(Stored records)
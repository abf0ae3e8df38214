// Copyright (c) 2024-2025 DeepGraph Inc.
// SPDX-License-Identifier: Apache-2.0
//
//! In-process target-link cache
//!
//! Entries live in a fixed number of shards, each behind its own lock, so
//! renders touching different keys rarely contend while all operations on a
//! single key are serialized by that key's shard lock. Each shard enforces its
//! own capacity with LRU or FIFO eviction, and entries optionally expire after
//! the configured TTL.

use super::cache_config::{CacheConfig, EvictionPolicy};
use super::error::CacheResult;
use super::stats::{CacheStats, StatsRecorder};
use super::traits::TargetLinksCache;
use super::CacheEntryMetadata;
use crate::types::{LanguageCode, LinkDescriptor, PageIdentity, TargetLinkMap};
use parking_lot::RwLock;
use std::collections::hash_map::DefaultHasher;
use std::collections::{HashMap, VecDeque};
use std::hash::{Hash, Hasher};

/// Recency tracker, most recent at the front
#[derive(Debug)]
struct LruTracker<K> {
    order: VecDeque<K>,
}

impl<K: Clone + Eq> LruTracker<K> {
    fn new() -> Self {
        Self {
            order: VecDeque::new(),
        }
    }

    fn access(&mut self, key: &K) {
        self.remove(key);
        self.order.push_front(key.clone());
    }

    fn remove(&mut self, key: &K) {
        if let Some(pos) = self.order.iter().position(|k| k == key) {
            self.order.remove(pos);
        }
    }

    fn remove_lru(&mut self) -> Option<K> {
        self.order.pop_back()
    }

    fn clear(&mut self) {
        self.order.clear();
    }
}

#[derive(Debug, Clone)]
struct Entry<V> {
    value: V,
    metadata: CacheEntryMetadata,
}

#[derive(Debug)]
struct Shard<K, V> {
    entries: HashMap<K, Entry<V>>,
    lru: LruTracker<K>,
}

/// One sharded map with its own capacity bookkeeping
struct ShardedMap<K, V> {
    shards: Vec<RwLock<Shard<K, V>>>,
    config: CacheConfig,
}

impl<K, V> ShardedMap<K, V>
where
    K: Clone + Eq + Hash,
    V: Clone,
{
    fn new(config: &CacheConfig) -> Self {
        let shard_count = config.shard_count.max(1);
        let shards = (0..shard_count)
            .map(|_| {
                RwLock::new(Shard {
                    entries: HashMap::new(),
                    lru: LruTracker::new(),
                })
            })
            .collect();

        Self {
            shards,
            config: config.clone(),
        }
    }

    fn shard(&self, key: &K) -> &RwLock<Shard<K, V>> {
        let mut hasher = DefaultHasher::new();
        key.hash(&mut hasher);
        let index = (hasher.finish() % self.shards.len() as u64) as usize;
        &self.shards[index]
    }

    fn get(&self, key: &K, stats: &StatsRecorder) -> Option<V> {
        let mut guard = self.shard(key).write();
        let shard = &mut *guard;

        let expired = match shard.entries.get_mut(key) {
            Some(entry) if !entry.metadata.is_expired() => {
                entry.metadata.update_access();
                let value = entry.value.clone();
                if self.config.eviction_policy == EvictionPolicy::Lru {
                    shard.lru.access(key);
                }
                stats.hit();
                return Some(value);
            }
            Some(_) => true,
            None => false,
        };

        if expired {
            shard.entries.remove(key);
            shard.lru.remove(key);
            stats.expiration();
        }
        stats.miss();
        None
    }

    fn insert(&self, key: K, value: V, stats: &StatsRecorder) {
        let capacity = self.config.entries_per_shard();
        let mut guard = self.shard(&key).write();
        let shard = &mut *guard;

        if !shard.entries.contains_key(&key) {
            while shard.entries.len() >= capacity {
                match shard.lru.remove_lru() {
                    Some(victim) => {
                        if shard.entries.remove(&victim).is_some() {
                            stats.eviction();
                        }
                    }
                    None => break,
                }
            }
        }

        shard.entries.insert(
            key.clone(),
            Entry {
                value,
                metadata: CacheEntryMetadata::new(self.config.default_ttl),
            },
        );
        shard.lru.access(&key);
        stats.insertion();
    }

    fn remove(&self, key: &K) -> bool {
        let mut guard = self.shard(key).write();
        let shard = &mut *guard;
        shard.lru.remove(key);
        shard.entries.remove(key).is_some()
    }

    fn len(&self) -> usize {
        self.shards.iter().map(|s| s.read().entries.len()).sum()
    }

    fn clear(&self) {
        for shard in &self.shards {
            let mut guard = shard.write();
            let shard = &mut *guard;
            shard.entries.clear();
            shard.lru.clear();
        }
    }
}

/// Sharded in-memory implementation of [`TargetLinksCache`]
pub struct InMemoryTargetLinksCache {
    config: CacheConfig,
    target_links: ShardedMap<PageIdentity, TargetLinkMap>,
    page_languages: ShardedMap<PageIdentity, LanguageCode>,
    stats: StatsRecorder,
}

impl InMemoryTargetLinksCache {
    /// Create a cache, rejecting invalid configurations
    pub fn new(config: CacheConfig) -> CacheResult<Self> {
        config.validate()?;
        Ok(Self::with_valid_config(config))
    }

    fn with_valid_config(config: CacheConfig) -> Self {
        Self {
            target_links: ShardedMap::new(&config),
            page_languages: ShardedMap::new(&config),
            stats: StatsRecorder::default(),
            config,
        }
    }

    pub fn config(&self) -> &CacheConfig {
        &self.config
    }

    pub fn len(&self) -> usize {
        self.target_links.len() + self.page_languages.len()
    }

    pub fn is_empty(&self) -> bool {
        self.len() == 0
    }
}

impl Default for InMemoryTargetLinksCache {
    fn default() -> Self {
        Self::with_valid_config(CacheConfig::default())
    }
}

impl TargetLinksCache for InMemoryTargetLinksCache {
    fn get_language_target_links_from_cache(
        &self,
        descriptor: &LinkDescriptor,
    ) -> Option<TargetLinkMap> {
        if !self.config.enabled {
            return None;
        }
        self.target_links.get(&descriptor.target, &self.stats)
    }

    fn get_page_language_from_cache(&self, target: &PageIdentity) -> Option<LanguageCode> {
        if !self.config.enabled {
            return None;
        }
        self.page_languages.get(target, &self.stats)
    }

    fn save_language_target_links_to_cache(
        &self,
        descriptor: &LinkDescriptor,
        links: &TargetLinkMap,
    ) {
        if !self.config.enabled {
            return;
        }
        self.target_links
            .insert(descriptor.target.clone(), links.clone(), &self.stats);
    }

    fn save_page_language_to_cache(&self, target: &PageIdentity, language: &LanguageCode) {
        if !self.config.enabled {
            return;
        }
        self.page_languages
            .insert(target.clone(), language.clone(), &self.stats);
    }

    fn delete_language_target_links_from_cache(&self, targets: &[PageIdentity]) {
        let removed = targets
            .iter()
            .filter(|target| self.target_links.remove(target))
            .count();
        self.stats.deletions(removed as u64);
    }

    fn delete_page_language_for_target_from_cache(&self, target: &PageIdentity) {
        if self.page_languages.remove(target) {
            self.stats.deletions(1);
        }
    }

    fn clear(&self) {
        self.target_links.clear();
        self.page_languages.clear();
    }

    fn stats(&self) -> CacheStats {
        self.stats.snapshot(self.len() as u64)
    }
}

#[cfg(test)]
mod tests {
    use super::*;
    use std::sync::Arc;
    use std::thread;
    use std::time::Duration;

    fn page(title: &str) -> PageIdentity {
        PageIdentity::main(title).unwrap()
    }

    fn lang(code: &str) -> LanguageCode {
        LanguageCode::new(code).unwrap()
    }

    fn descriptor(code: &str, target: &str) -> LinkDescriptor {
        LinkDescriptor::local(lang(code), page(target))
    }

    fn links(pairs: &[(&str, &str)]) -> TargetLinkMap {
        pairs
            .iter()
            .map(|(code, title)| (lang(code), page(title)))
            .collect()
    }

    #[test]
    fn test_save_and_get_target_links() {
        let cache = InMemoryTargetLinksCache::default();
        let map = links(&[("bo", "Bar"), ("en", "Foo")]);

        assert_eq!(
            cache.get_language_target_links_from_cache(&descriptor("en", "Foo")),
            None
        );
        cache.save_language_target_links_to_cache(&descriptor("en", "Foo"), &map);

        // Any descriptor naming the same target shares the entry
        assert_eq!(
            cache.get_language_target_links_from_cache(&descriptor("ja", "Foo")),
            Some(map)
        );
        assert_eq!(
            cache.get_language_target_links_from_cache(&descriptor("en", "Other")),
            None
        );
    }

    #[test]
    fn test_delete_is_visible_to_next_read() {
        let cache = InMemoryTargetLinksCache::default();
        cache.save_page_language_to_cache(&page("Foo"), &lang("en"));
        cache.save_language_target_links_to_cache(&descriptor("en", "Foo"), &links(&[]));

        cache.delete_page_language_for_target_from_cache(&page("Foo"));
        cache.delete_language_target_links_from_cache(&[page("Foo")]);

        assert_eq!(cache.get_page_language_from_cache(&page("Foo")), None);
        assert_eq!(
            cache.get_language_target_links_from_cache(&descriptor("en", "Foo")),
            None
        );
        assert_eq!(cache.stats().deletions, 2);
    }

    #[test]
    fn test_delete_absent_key_is_noop() {
        let cache = InMemoryTargetLinksCache::default();
        cache.save_page_language_to_cache(&page("Bar"), &lang("de"));

        cache.delete_page_language_for_target_from_cache(&page("Foo"));
        cache.delete_language_target_links_from_cache(&[page("Foo"), page("Baz")]);

        assert_eq!(cache.len(), 1);
        assert_eq!(cache.get_page_language_from_cache(&page("Bar")), Some(lang("de")));
        assert_eq!(cache.stats().deletions, 0);
    }

    #[test]
    fn test_disabled_cache_is_pass_through() {
        let cache = InMemoryTargetLinksCache::new(CacheConfig::disabled()).unwrap();
        cache.save_page_language_to_cache(&page("Foo"), &lang("en"));

        assert_eq!(cache.get_page_language_from_cache(&page("Foo")), None);
        assert!(cache.is_empty());
    }

    #[test]
    fn test_ttl_expiry() {
        let config = CacheConfig::default().with_ttl(Some(Duration::from_millis(20)));
        let cache = InMemoryTargetLinksCache::new(config).unwrap();
        cache.save_page_language_to_cache(&page("Foo"), &lang("en"));
        assert_eq!(cache.get_page_language_from_cache(&page("Foo")), Some(lang("en")));

        thread::sleep(Duration::from_millis(50));

        assert_eq!(cache.get_page_language_from_cache(&page("Foo")), None);
        let stats = cache.stats();
        assert_eq!(stats.expirations, 1);
        assert_eq!(stats.entries, 0);
    }

    #[test]
    fn test_lru_eviction_within_shard() {
        let config = CacheConfig::default()
            .with_max_entries(2)
            .with_shard_count(1);
        let cache = InMemoryTargetLinksCache::new(config).unwrap();

        cache.save_page_language_to_cache(&page("A"), &lang("en"));
        cache.save_page_language_to_cache(&page("B"), &lang("de"));
        // Touch A so B becomes least recently used
        assert!(cache.get_page_language_from_cache(&page("A")).is_some());
        cache.save_page_language_to_cache(&page("C"), &lang("fr"));

        assert!(cache.get_page_language_from_cache(&page("A")).is_some());
        assert!(cache.get_page_language_from_cache(&page("B")).is_none());
        assert!(cache.get_page_language_from_cache(&page("C")).is_some());
        assert_eq!(cache.stats().evictions, 1);
    }

    #[test]
    fn test_fifo_eviction_ignores_reads() {
        let config = CacheConfig {
            eviction_policy: EvictionPolicy::Fifo,
            ..CacheConfig::default()
                .with_max_entries(2)
                .with_shard_count(1)
        };
        let cache = InMemoryTargetLinksCache::new(config).unwrap();

        cache.save_page_language_to_cache(&page("A"), &lang("en"));
        cache.save_page_language_to_cache(&page("B"), &lang("de"));
        assert!(cache.get_page_language_from_cache(&page("A")).is_some());
        cache.save_page_language_to_cache(&page("C"), &lang("fr"));

        assert!(cache.get_page_language_from_cache(&page("A")).is_none());
        assert!(cache.get_page_language_from_cache(&page("B")).is_some());
    }

    #[test]
    fn test_overwrite_does_not_evict() {
        let config = CacheConfig::default()
            .with_max_entries(1)
            .with_shard_count(1);
        let cache = InMemoryTargetLinksCache::new(config).unwrap();

        cache.save_page_language_to_cache(&page("A"), &lang("en"));
        cache.save_page_language_to_cache(&page("A"), &lang("de"));

        assert_eq!(cache.get_page_language_from_cache(&page("A")), Some(lang("de")));
        assert_eq!(cache.stats().evictions, 0);
    }

    #[test]
    fn test_concurrent_distinct_keys() {
        let cache = Arc::new(InMemoryTargetLinksCache::default());
        let handles: Vec<_> = (0..8)
            .map(|i| {
                let cache = Arc::clone(&cache);
                thread::spawn(move || {
                    let target = page(&format!("Page {}", i));
                    for _ in 0..100 {
                        cache.save_page_language_to_cache(&target, &lang("en"));
                        assert_eq!(cache.get_page_language_from_cache(&target), Some(lang("en")));
                        cache.delete_page_language_for_target_from_cache(&target);
                        assert_eq!(cache.get_page_language_from_cache(&target), None);
                    }
                })
            })
            .collect();

        for handle in handles {
            handle.join().unwrap();
        }
        assert!(cache.is_empty());
    }

    #[test]
    fn test_clear() {
        let cache = InMemoryTargetLinksCache::default();
        cache.save_page_language_to_cache(&page("Foo"), &lang("en"));
        cache.save_language_target_links_to_cache(&descriptor("en", "Foo"), &links(&[]));
        assert_eq!(cache.len(), 2);

        cache.clear();
        assert!(cache.is_empty());
    }
}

**THE PROBLEM:** Pull out each line of the records holding the string "targets".

**TASK SOLUTION:**
    fn delete_language_target_links_from_cache(&self, targets: &[PageIdentity]) {
        let removed = targets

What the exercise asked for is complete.